Available data section start
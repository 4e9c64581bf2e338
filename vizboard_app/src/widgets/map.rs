// vizboard_app/src/widgets/map.rs

use super::{initial_topic, unexpected, Widget};
use crate::binding::FeedBinding;
use crate::config::{WidgetConfig, WidgetKind};
use crate::error::DashboardError;
use serde::{Deserialize, Serialize};
use serde_json::Value;
use tracing::debug;
use vizboard_core::frames::{FrameResolver, Projector};
use vizboard_core::mapping::RasterCache;
use vizboard_core::messages::{FeedMessage, MessageType};
use vizboard_core::render::Canvas;

/// Grids are large; accept at most one every two seconds.
pub const MAP_THROTTLE_MS: u64 = 2000;

fn default_opacity() -> f64 {
    1.0
}

#[derive(Debug, Clone, PartialEq, Serialize, Deserialize)]
pub struct MapSettings {
    #[serde(default)]
    pub topic: String,
    #[serde(default = "default_opacity")]
    pub opacity: f64,
}

/// Blits the latest occupancy grid of one feed.
#[derive(Debug)]
pub struct MapWidget {
    id: String,
    binding: FeedBinding,
    raster: RasterCache,
    opacity: f64,
}

impl MapWidget {
    pub fn new(cfg: &WidgetConfig, stored: Option<MapSettings>) -> Self {
        let topic = initial_topic(stored.as_ref().map(|s| s.topic.as_str()), cfg);
        let opacity = stored
            .map(|s| s.opacity)
            .or(cfg.opacity)
            .unwrap_or_else(default_opacity);
        Self {
            id: cfg.id.clone(),
            binding: FeedBinding::new(MessageType::OccupancyGrid, Some(MAP_THROTTLE_MS))
                .with_topic(topic),
            raster: RasterCache::new(),
            opacity: if opacity.is_finite() {
                opacity.clamp(0.0, 1.0)
            } else {
                default_opacity()
            },
        }
    }

    pub fn opacity(&self) -> f64 {
        self.opacity
    }

    /// Clamps into `[0, 1]`. A non-finite value is refused and the current
    /// opacity kept.
    pub fn set_opacity(&mut self, opacity: f64) -> bool {
        if !opacity.is_finite() {
            debug!(widget = %self.id, "Ignoring non-finite opacity");
            return false;
        }
        self.opacity = opacity.clamp(0.0, 1.0);
        true
    }

    pub fn raster(&self) -> &RasterCache {
        &self.raster
    }
}

impl Widget for MapWidget {
    fn id(&self) -> &str {
        &self.id
    }

    fn kind(&self) -> WidgetKind {
        WidgetKind::Map
    }

    fn binding(&self) -> Option<&FeedBinding> {
        Some(&self.binding)
    }

    fn binding_mut(&mut self) -> Option<&mut FeedBinding> {
        Some(&mut self.binding)
    }

    fn apply(&mut self, message: FeedMessage, _tf: &dyn FrameResolver) -> Result<(), DashboardError> {
        match message {
            FeedMessage::OccupancyGrid(grid) => {
                let cached = self.raster.accept(&grid)?;
                debug!(
                    widget = %self.id,
                    width = cached.bitmap.width,
                    height = cached.bitmap.height,
                    "Map rasterized"
                );
                Ok(())
            }
            other => Err(unexpected(self.binding.topic(), MessageType::OccupancyGrid, &other)),
        }
    }

    fn clear_state(&mut self) {
        self.raster.clear();
    }

    fn render(&self, canvas: &mut dyn Canvas, tf: &dyn FrameResolver, view: &dyn Projector) {
        self.raster.render(canvas, tf, view, self.opacity);
    }

    fn settings(&self) -> Result<Value, DashboardError> {
        Ok(serde_json::to_value(MapSettings {
            topic: self.binding.topic().to_string(),
            opacity: self.opacity,
        })?)
    }

    fn as_map_mut(&mut self) -> Option<&mut MapWidget> {
        Some(self)
    }
}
Available data section end
Task: Only the lines from the one with "WidgetKind::Map" through the end of the material are wanted; copy them exactly, both ends included.

Solution to the exercise:
        WidgetKind::Map
    }

    fn binding(&self) -> Option<&FeedBinding> {
        Some(&self.binding)
    }

    fn binding_mut(&mut self) -> Option<&mut FeedBinding> {
        Some(&mut self.binding)
    }

    fn apply(&mut self, message: FeedMessage, _tf: &dyn FrameResolver) -> Result<(), DashboardError> {
        match message {
            FeedMessage::OccupancyGrid(grid) => {
                let cached = self.raster.accept(&grid)?;
                debug!(
                    widget = %self.id,
                    width = cached.bitmap.width,
                    height = cached.bitmap.height,
                    "Map rasterized"
                );
                Ok(())
            }
            other => Err(unexpected(self.binding.topic(), MessageType::OccupancyGrid, &other)),
        }
    }

    fn clear_state(&mut self) {
        self.raster.clear();
    }

    fn render(&self, canvas: &mut dyn Canvas, tf: &dyn FrameResolver, view: &dyn Projector) {
        self.raster.render(canvas, tf, view, self.opacity);
    }

    fn settings(&self) -> Result<Value, DashboardError> {
        Ok(serde_json::to_value(MapSettings {
            topic: self.binding.topic().to_string(),
            opacity: self.opacity,
        })?)
    }

    fn as_map_mut(&mut self) -> Option<&mut MapWidget> {
        Some(self)
    }
}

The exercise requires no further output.